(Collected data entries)
//! Invoice application service.
//!
//! Runs every change to an invoice as one unit of work:
//!
//! ```text
//! load invoice (at version N)
//!   ↓
//! build command from the loaded state, give new children their ids
//!   ↓
//! Invoice::execute (all invariants checked, all-or-nothing)
//!   ↓
//! save (succeeds only if the store is still at version N)
//! ```
//!
//! A command that leaves the invoice as it was is not saved, so the version
//! stays at N.
//!
//! A rejected command is returned to the caller as is. A lost race on save is
//! retried from a fresh load, up to the configured limit.

use chrono::{DateTime, Utc};
use thiserror::Error;
use tracing::{debug, info, warn};

use payhint_billing::{BillingError, Invoice, InvoiceCommand, InvoiceId, InvoiceReference, Money};
use payhint_core::{Aggregate, AggregateRoot, CustomerId, ExpectedVersion};

use crate::config::InfraConfig;
use crate::repository::{InvoiceRepository, RepositoryError};

#[derive(Debug, Error)]
pub enum ServiceError {
    #[error(transparent)]
    Billing(#[from] BillingError),

    #[error(transparent)]
    Repository(#[from] RepositoryError),

    #[error("invoice {invoice_id}: gave up after {attempts} conflicting attempts")]
    ConflictRetriesExhausted { invoice_id: InvoiceId, attempts: u32 },
}

/// Parameters for a new invoice.
#[derive(Debug, Clone)]
pub struct NewInvoice {
    pub customer_id: CustomerId,
    pub invoice_reference: InvoiceReference,
    pub total_amount: Money,
    pub currency: String,
}

#[derive(Debug)]
pub struct InvoiceService<R> {
    repository: R,
    config: InfraConfig,
}

impl<R> InvoiceService<R> {
    pub fn new(repository: R, config: InfraConfig) -> Self {
        Self { repository, config }
    }

    pub fn repository(&self) -> &R {
        &self.repository
    }

    pub fn config(&self) -> &InfraConfig {
        &self.config
    }
}

impl<R> InvoiceService<R>
where
    R: InvoiceRepository,
{
    pub fn create_invoice(&self, new: NewInvoice, occurred_at: DateTime<Utc>) -> Result<Invoice, ServiceError> {
        let invoice = Invoice::create(
            new.customer_id,
            new.invoice_reference,
            new.total_amount,
            new.currency,
            occurred_at,
        )?;
        let stored = self.repository.insert(invoice)?;

        info!(
            invoice_id = ?stored.id(),
            customer_id = %stored.customer_id(),
            reference = %stored.invoice_reference(),
            total_amount = %stored.total_amount(),
            "invoice created"
        );
        Ok(stored)
    }

    pub fn get(&self, invoice_id: InvoiceId) -> Result<Invoice, ServiceError> {
        Ok(self.repository.load(invoice_id)?)
    }

    pub fn find_by_reference(&self, reference: &InvoiceReference) -> Result<Option<Invoice>, ServiceError> {
        Ok(self.repository.find_by_reference(reference)?)
    }

    /// Run one command against the current state of an invoice and persist it.
    ///
    /// `make_command` receives the freshly loaded invoice, so it can pick the
    /// installments and payments it refers to from live state. It is called
    /// again on every retry. A command that changes nothing returns the loaded
    /// invoice without a write.
    pub fn execute<F>(&self, invoice_id: InvoiceId, make_command: F) -> Result<Invoice, ServiceError>
    where
        F: Fn(&Invoice) -> InvoiceCommand,
    {
        let attempts = self.config.max_conflict_retries.saturating_add(1);

        for attempt in 1..=attempts {
            let mut invoice = self.repository.load(invoice_id)?;
            let mut command = make_command(&invoice);
            command.assign_missing_ids()?;
            let name = command.name();

            let changed = match invoice.execute(command) {
                Ok(changed) => changed,
                Err(e) => {
                    warn!(
                        invoice_id = %invoice_id,
                        command = name,
                        error_kind = e.kind(),
                        error = %e,
                        "command rejected"
                    );
                    return Err(e.into());
                }
            };
            if !changed {
                debug!(
                    invoice_id = %invoice_id,
                    command = name,
                    version = invoice.version(),
                    "command changed nothing, skipping save"
                );
                return Ok(invoice);
            }

            match self.repository.save(&invoice) {
                Ok(saved) => {
                    debug!(
                        invoice_id = %invoice_id,
                        command = name,
                        version = saved.version(),
                        "command applied"
                    );
                    return Ok(saved);
                }
                Err(RepositoryError::Conflict(reason)) => {
                    warn!(
                        invoice_id = %invoice_id,
                        command = name,
                        attempt,
                        reason = %reason,
                        "concurrent update, retrying"
                    );
                }
                Err(e) => return Err(e.into()),
            }
        }

        Err(ServiceError::ConflictRetriesExhausted { invoice_id, attempts })
    }

    /// Re-evaluate `Late` statuses as of `now`.
    pub fn refresh_statuses(&self, invoice_id: InvoiceId, now: DateTime<Utc>) -> Result<Invoice, ServiceError> {
        self.execute(invoice_id, |_| InvoiceCommand::RefreshStatuses { now })
    }

    pub fn delete(&self, invoice_id: InvoiceId, expected_version: ExpectedVersion) -> Result<(), ServiceError> {
        self.repository.delete(invoice_id, expected_version)?;
        info!(invoice_id = %invoice_id, "invoice deleted");
        Ok(())
    }
}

- [ACTIVITY]: Repeat the entries exactly, leaving nothing out.

- [EXERCISE OUTPUT]:
//! Invoice application service.
//!
//! Runs every change to an invoice as one unit of work:
//!
//! ```text
//! load invoice (at version N)
//!   ↓
//! build command from the loaded state, give new children their ids
//!   ↓
//! Invoice::execute (all invariants checked, all-or-nothing)
//!   ↓
//! save (succeeds only if the store is still at version N)
//! ```
//!
//! A command that leaves the invoice as it was is not saved, so the version
//! stays at N.
//!
//! A rejected command is returned to the caller as is. A lost race on save is
//! retried from a fresh load, up to the configured limit.

use chrono::{DateTime, Utc};
use thiserror::Error;
use tracing::{debug, info, warn};

use payhint_billing::{BillingError, Invoice, InvoiceCommand, InvoiceId, InvoiceReference, Money};
use payhint_core::{Aggregate, AggregateRoot, CustomerId, ExpectedVersion};

use crate::config::InfraConfig;
use crate::repository::{InvoiceRepository, RepositoryError};

#[derive(Debug, Error)]
pub enum ServiceError {
    #[error(transparent)]
    Billing(#[from] BillingError),

    #[error(transparent)]
    Repository(#[from] RepositoryError),

    #[error("invoice {invoice_id}: gave up after {attempts} conflicting attempts")]
    ConflictRetriesExhausted { invoice_id: InvoiceId, attempts: u32 },
}

/// Parameters for a new invoice.
#[derive(Debug, Clone)]
pub struct NewInvoice {
    pub customer_id: CustomerId,
    pub invoice_reference: InvoiceReference,
    pub total_amount: Money,
    pub currency: String,
}

#[derive(Debug)]
pub struct InvoiceService<R> {
    repository: R,
    config: InfraConfig,
}

impl<R> InvoiceService<R> {
    pub fn new(repository: R, config: InfraConfig) -> Self {
        Self { repository, config }
    }

    pub fn repository(&self) -> &R {
        &self.repository
    }

    pub fn config(&self) -> &InfraConfig {
        &self.config
    }
}

impl<R> InvoiceService<R>
where
    R: InvoiceRepository,
{
    pub fn create_invoice(&self, new: NewInvoice, occurred_at: DateTime<Utc>) -> Result<Invoice, ServiceError> {
        let invoice = Invoice::create(
            new.customer_id,
            new.invoice_reference,
            new.total_amount,
            new.currency,
            occurred_at,
        )?;
        let stored = self.repository.insert(invoice)?;

        info!(
            invoice_id = ?stored.id(),
            customer_id = %stored.customer_id(),
            reference = %stored.invoice_reference(),
            total_amount = %stored.total_amount(),
            "invoice created"
        );
        Ok(stored)
    }

    pub fn get(&self, invoice_id: InvoiceId) -> Result<Invoice, ServiceError> {
        Ok(self.repository.load(invoice_id)?)
    }

    pub fn find_by_reference(&self, reference: &InvoiceReference) -> Result<Option<Invoice>, ServiceError> {
        Ok(self.repository.find_by_reference(reference)?)
    }

    /// Run one command against the current state of an invoice and persist it.
    ///
    /// `make_command` receives the freshly loaded invoice, so it can pick the
    /// installments and payments it refers to from live state. It is called
    /// again on every retry. A command that changes nothing returns the loaded
    /// invoice without a write.
    pub fn execute<F>(&self, invoice_id: InvoiceId, make_command: F) -> Result<Invoice, ServiceError>
    where
        F: Fn(&Invoice) -> InvoiceCommand,
    {
        let attempts = self.config.max_conflict_retries.saturating_add(1);

        for attempt in 1..=attempts {
            let mut invoice = self.repository.load(invoice_id)?;
            let mut command = make_command(&invoice);
            command.assign_missing_ids()?;
            let name = command.name();

            let changed = match invoice.execute(command) {
                Ok(changed) => changed,
                Err(e) => {
                    warn!(
                        invoice_id = %invoice_id,
                        command = name,
                        error_kind = e.kind(),
                        error = %e,
                        "command rejected"
                    );
                    return Err(e.into());
                }
            };
            if !changed {
                debug!(
                    invoice_id = %invoice_id,
                    command = name,
                    version = invoice.version(),
                    "command changed nothing, skipping save"
                );
                return Ok(invoice);
            }

            match self.repository.save(&invoice) {
                Ok(saved) => {
                    debug!(
                        invoice_id = %invoice_id,
                        command = name,
                        version = saved.version(),
                        "command applied"
                    );
                    return Ok(saved);
                }
                Err(RepositoryError::Conflict(reason)) => {
                    warn!(
                        invoice_id = %invoice_id,
                        command = name,
                        attempt,
                        reason = %reason,
                        "concurrent update, retrying"
                    );
                }
                Err(e) => return Err(e.into()),
            }
        }

        Err(ServiceError::ConflictRetriesExhausted { invoice_id, attempts })
    }

    /// Re-evaluate `Late` statuses as of `now`.
    pub fn refresh_statuses(&self, invoice_id: InvoiceId, now: DateTime<Utc>) -> Result<Invoice, ServiceError> {
        self.execute(invoice_id, |_| InvoiceCommand::RefreshStatuses { now })
    }

    pub fn delete(&self, invoice_id: InvoiceId, expected_version: ExpectedVersion) -> Result<(), ServiceError> {
        self.repository.delete(invoice_id, expected_version)?;
        info!(invoice_id = %invoice_id, "invoice deleted");
        Ok(())
    }
}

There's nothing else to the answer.